Bale Bandung

Musrenbang RJPD 2025-2045 Kab Bandung Lebih Mengangkat Kearifan Lokal

×

Musrenbang RJPD 2025-2045 Kab Bandung Lebih Mengangkat Kearifan Lokal

Sebarkan artikel ini
Bupati Bandung Dadang Supriatna membuka Musrenbang RPJPD 2025 – 2045 di Grand Sunshine Soreng, Selasa (14/5/24). by bale1

SOREANG, Balebandung.com – Bupati Bandung Dadang Supriatna membuka Musyawarah Perencanaan Pembangunan (Musrenbang) Rencana Pembangunan Jangka Panjang Daerah (RPJPD) tahun 2025 – 2045 tingkat kabupaten di Grand Sunshine Soreng, Selasa (14/5/2024).

Bupati Bandung mengapresiasi Badan Perencanaan Pembangunan, Riset dan Inovasi Daerah (Bapperida) Kabupaten Bandung yang telah menyusun dokumen RPJPD 2025-2045, bersama-sama dengan DPRD Kabupaten Bandung.

Selain itu juga turut terlibat semua elemen masyarakat, mulai dari pemerintah daerah, tokoh masyarakat, pelaku usaha, hingga pemuda dan mahasiswa, sangatlah penting dalam memastikan bahwa kebijakan yang dihasilkan benar-benar mewakili aspirasi dan kebutuhan masyarakat.

“Saya juga mengpresiasi setinggi-tingginya, kepada Bapak/Ibu sekalian, atas kehadirannya yang mana merupakan wujud tanggungjawab dan komitmen kita dalam mendukung tercapainya visi Pemkab Bandung yakni mengoptimalkan pembangunan daerah berbasis partisipasi masyarakat yang menjungjung tinggi kretivitas dalam bingkai kearifan lokal,” ucap bupati dalam sambutannya.

Musrenbang RPJPD ini diharapkan dapat menampung masukan yang mencerminkan aspirasi dari masyarakat, sehingga menumbuhkan rasa memiliki dan tanggung jawab terhadap berbagai program dan kegiatan pembangunan.

“Melalui forum ini, kita berkesempatan untuk merumuskan sasaran pokok, strategi dan arah kebijakan pembangunan yang akan menentukan arah pembangunan kita menjadi lebih baik, lebih maju, dan lebih berkelanjutan,” kata Bupati Dadang Supriatna yang akran disapa Kang DS ini.

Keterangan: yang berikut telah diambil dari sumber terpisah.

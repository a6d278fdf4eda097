//! The primitive kernel of each coordinate reference system.
//!
//! Every algorithm in the crate is generic over a [`Surface`]. The two
//! implementations are [`Cartesian`], where edges are straight lines
//! in the plane, and [`Wgs84`], where edges are great-circle arcs
//! between `(lon, lat)` coordinates.
use geo::{
    area::Area,
    bearing::Bearing,
    chamberlain_duquette_area::ChamberlainDuquetteArea,
    haversine_destination::HaversineDestination,
    haversine_distance::HaversineDistance,
    kernels::Orientation,
    line_intersection::{line_intersection, LineIntersection},
    Coordinate, Line, LineString,
};

use crate::{
    geometry::Point,
    spherical,
    utils::{self, EPSILON},
    Crs, Result,
};

mod private {
    pub trait Sealed {}
    impl Sealed for super::Cartesian {}
    impl Sealed for super::Wgs84 {}
}

/// Planar coordinates; edges are straight lines.
#[derive(Debug, Clone, Copy, Default)]
pub struct Cartesian;

/// Geographic `(lon, lat)` coordinates in degrees; edges are
/// great-circle arcs and distances are in metres.
#[derive(Debug, Clone, Copy, Default)]
pub struct Wgs84;

/// Geometric primitives of one coordinate reference system.
///
/// Sealed: the crate relies on exactly two implementations.
pub trait Surface: private::Sealed + Sync + 'static {
    const CRS: Crs;

    /// Crossing point of two edges, without the shared end point
    /// short-circuit of [`Surface::intersect_edges`].
    fn cross_edges(a: Line<f64>, b: Line<f64>) -> Option<Coordinate<f64>>;

    /// Intersection point of two edges.
    ///
    /// An end point shared exactly by both edges is returned without
    /// computation. Edges that overlap along a stretch, or do not meet,
    /// yield `None`.
    fn intersect_edges(a: Line<f64>, b: Line<f64>) -> Option<Coordinate<f64>> {
        shared_endpoint(a, b).or_else(|| Self::cross_edges(a, b))
    }

    /// Secondary coordinate of a non-vertical edge at sweep position `x`.
    fn y_at(edge: Line<f64>, x: f64) -> f64;

    /// Direction of an edge in degrees, counter-clockwise from east.
    fn slope_angle(edge: Line<f64>) -> f64;

    fn orientation(p: Coordinate<f64>, q: Coordinate<f64>, r: Coordinate<f64>) -> Orientation;

    fn coord_distance(a: Coordinate<f64>, b: Coordinate<f64>) -> f64;

    fn point_distance(a: &Point, b: &Point) -> Result<f64>;

    /// Distance from a coordinate to the closest point of an edge.
    fn edge_distance(p: Coordinate<f64>, edge: Line<f64>) -> f64;

    /// The point at `distance` from the start of `edge`, towards its end.
    fn interpolate(edge: Line<f64>, distance: f64) -> Coordinate<f64>;

    /// Unsigned area enclosed by a closed ring.
    fn ring_area(ring: &[Coordinate<f64>]) -> f64;

    #[inline]
    fn edge_length(edge: Line<f64>) -> f64 {
        Self::coord_distance(edge.start, edge.end)
    }

    /// Angle of `p` seen from `pivot`, as used to order hull candidates.
    #[inline]
    fn polar_angle(pivot: Coordinate<f64>, p: Coordinate<f64>) -> f64 {
        Self::slope_angle(Line::new(pivot, p))
    }
}

fn shared_endpoint(a: Line<f64>, b: Line<f64>) -> Option<Coordinate<f64>> {
    [a.start, a.end]
        .into_iter()
        .find(|p| *p == b.start || *p == b.end)
}

impl Surface for Cartesian {
    const CRS: Crs = Crs::Cartesian;

    fn cross_edges(a: Line<f64>, b: Line<f64>) -> Option<Coordinate<f64>> {
        match line_intersection(a, b)? {
            LineIntersection::SinglePoint { intersection, .. } => Some(intersection),
            LineIntersection::Collinear { .. } => None,
        }
    }

    fn y_at(edge: Line<f64>, x: f64) -> f64 {
        let (s, e) = (edge.start, edge.end);
        if x == s.x || s.x == e.x {
            return s.y;
        }
        if x == e.x {
            return e.y;
        }
        s.y + (e.y - s.y) * (x - s.x) / (e.x - s.x)
    }

    fn slope_angle(edge: Line<f64>) -> f64 {
        edge.dy().atan2(edge.dx()).to_degrees()
    }

    #[inline]
    fn orientation(p: Coordinate<f64>, q: Coordinate<f64>, r: Coordinate<f64>) -> Orientation {
        utils::orient2d(p, q, r)
    }

    fn coord_distance(a: Coordinate<f64>, b: Coordinate<f64>) -> f64 {
        (b - a).x.hypot((b - a).y)
    }

    fn point_distance(a: &Point, b: &Point) -> Result<f64> {
        let diff = b.subtract(a)?;
        Ok(utils::dot_n(diff.coords(), diff.coords()).sqrt())
    }

    fn edge_distance(p: Coordinate<f64>, edge: Line<f64>) -> f64 {
        let delta = edge.delta();
        let len2 = utils::dot(delta, delta);
        if len2 == 0. {
            return Self::coord_distance(p, edge.start);
        }
        let t = (utils::dot(p - edge.start, delta) / len2).clamp(0., 1.);
        Self::coord_distance(p, edge.start + delta * t)
    }

    fn interpolate(edge: Line<f64>, distance: f64) -> Coordinate<f64> {
        let len = Self::edge_length(edge);
        if len == 0. {
            return edge.start;
        }
        edge.start + edge.delta() * (distance / len)
    }

    fn ring_area(ring: &[Coordinate<f64>]) -> f64 {
        geo::Polygon::new(LineString::from(ring.to_vec()), vec![]).unsigned_area()
    }
}

impl Surface for Wgs84 {
    const CRS: Crs = Crs::Wgs84;

    fn cross_edges(a: Line<f64>, b: Line<f64>) -> Option<Coordinate<f64>> {
        spherical::arc_intersection(a, b)
    }

    #[inline]
    fn y_at(edge: Line<f64>, x: f64) -> f64 {
        spherical::lat_at_lon(edge, x)
    }

    fn slope_angle(edge: Line<f64>) -> f64 {
        spherical::normalize_delta(90. - spherical::course(edge.start, edge.end))
    }

    fn orientation(p: Coordinate<f64>, q: Coordinate<f64>, r: Coordinate<f64>) -> Orientation {
        let (p, q, r) = (
            spherical::to_nvector(p),
            spherical::to_nvector(q),
            spherical::to_nvector(r),
        );
        let det = p.cross(&q).dot(&r);
        if det > EPSILON {
            Orientation::CounterClockwise
        } else if det < -EPSILON {
            Orientation::Clockwise
        } else {
            Orientation::Collinear
        }
    }

    fn coord_distance(a: Coordinate<f64>, b: Coordinate<f64>) -> f64 {
        geo::Point::from(a).haversine_distance(&geo::Point::from(b))
    }

    fn point_distance(a: &Point, b: &Point) -> Result<f64> {
        a.check_dimension(b)?;
        a.crs().check(b.crs())?;
        Ok(Self::coord_distance(a.coord(), b.coord()))
    }

    #[inline]
    fn edge_distance(p: Coordinate<f64>, edge: Line<f64>) -> f64 {
        spherical::arc_distance(p, edge)
    }

    fn interpolate(edge: Line<f64>, distance: f64) -> Coordinate<f64> {
        if edge.start == edge.end {
            return edge.start;
        }
        let start = geo::Point::from(edge.start);
        let course = start.bearing(geo::Point::from(edge.end));
        start.haversine_destination(course, distance).0
    }

    fn ring_area(ring: &[Coordinate<f64>]) -> f64 {
        geo::Polygon::new(LineString::from(ring.to_vec()), vec![]).chamberlain_duquette_unsigned_area()
    }
}

#[cfg(test)]
mod tests {
    use super::*;
    use approx::assert_relative_eq;

    fn line(a: (f64, f64), b: (f64, f64)) -> Line<f64> {
        Line::new(a, b)
    }

    #[test]
    fn check_shared_endpoint_shortcut() {
        // Collinear edges meeting end to end still report the joint.
        let a = line((0., 0.), (1., 0.));
        let b = line((1., 0.), (2., 0.));
        assert_eq!(Cartesian::intersect_edges(a, b), Some((1., 0.).into()));
        assert_eq!(Wgs84::intersect_edges(a, b), Some((1., 0.).into()));
        assert_eq!(Cartesian::cross_edges(line((0., 0.), (2., 0.)), line((1., 0.), (3., 0.))), None);
    }

    #[test]
    fn check_cartesian_primitives() {
        let p = Cartesian::intersect_edges(line((0., 0.), (2., 2.)), line((0., 2.), (2., 0.))).unwrap();
        assert_relative_eq!(p.x, 1.);
        assert_relative_eq!(p.y, 1.);
        assert_eq!(Cartesian::y_at(line((0., 0.), (4., 2.)), 2.), 1.);
        assert_relative_eq!(Cartesian::slope_angle(line((0., 0.), (1., 1.))), 45.);
        assert_eq!(Cartesian::edge_distance((5., 3.).into(), line((0., 0.), (10., 0.))), 3.);
        assert_eq!(Cartesian::edge_distance((13., 4.).into(), line((0., 0.), (10., 0.))), 5.);
        assert_eq!(Cartesian::interpolate(line((0., 0.), (0., 10.)), 4.), (0., 4.).into());
        assert_eq!(
            Cartesian::ring_area(&[(0., 0.).into(), (0., 2.).into(), (3., 2.).into(), (3., 0.).into(), (0., 0.).into()]),
            6.
        );
        let a = Point::new(Crs::Cartesian, &[0., 0., 0.]).unwrap();
        let b = Point::new(Crs::Cartesian, &[1., 2., 2.]).unwrap();
        assert_eq!(Cartesian::point_distance(&a, &b), Ok(3.));
    }

    #[test]
    fn check_wgs84_primitives() {
        let equator = line((0., 0.), (10., 0.));
        assert_relative_eq!(Wgs84::slope_angle(equator), 0., epsilon = 1e-9);
        assert_relative_eq!(Wgs84::slope_angle(line((0., 0.), (0., 10.))), 90., epsilon = 1e-9);
        assert_eq!(
            Wgs84::orientation((0., 0.).into(), (10., 0.).into(), (10., 10.).into()),
            Orientation::CounterClockwise
        );
        assert_eq!(
            Wgs84::orientation((0., 0.).into(), (10., 0.).into(), (20., 0.).into()),
            Orientation::Collinear
        );

        let one_degree = spherical::EARTH_RADIUS * 1f64.to_radians();
        assert_relative_eq!(
            Wgs84::coord_distance((0., 0.).into(), (1., 0.).into()),
            one_degree,
            max_relative = 1e-9
        );
        let p = Wgs84::interpolate(line((0., 0.), (0., 10.)), one_degree);
        assert_relative_eq!(p.x, 0., epsilon = 1e-9);
        assert_relative_eq!(p.y, 1., epsilon = 1e-9);
    }
}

Seperti yang disampaikan Presiden Joko Widodo, kata Kang DS, pemerintah pusat pun menginginkan adanya pembangunan berkelanjutan. Sehingga siapapun pemimpin negara kita ke depan, tidak keluar dari RPJPN yang telah ditentukan, sehingga pembangunan bisa lebih terarah.

“Demikian pula dengan Kabupaten Bandung yang akan menggelar Pilkada pada 27 November. Maka RPJPD 2025-2045 ini harus sudah diparipurnakan sebelum 29 Agustus 2024. Sehingga nantinya setiap bakal calon bupati maupun cawabup, harus mengacau pada RPJPD 2025-2045, apabila membuat visi dan misi yang akan dikampanyekan kepada Masyarakat,” tandas Kang DS.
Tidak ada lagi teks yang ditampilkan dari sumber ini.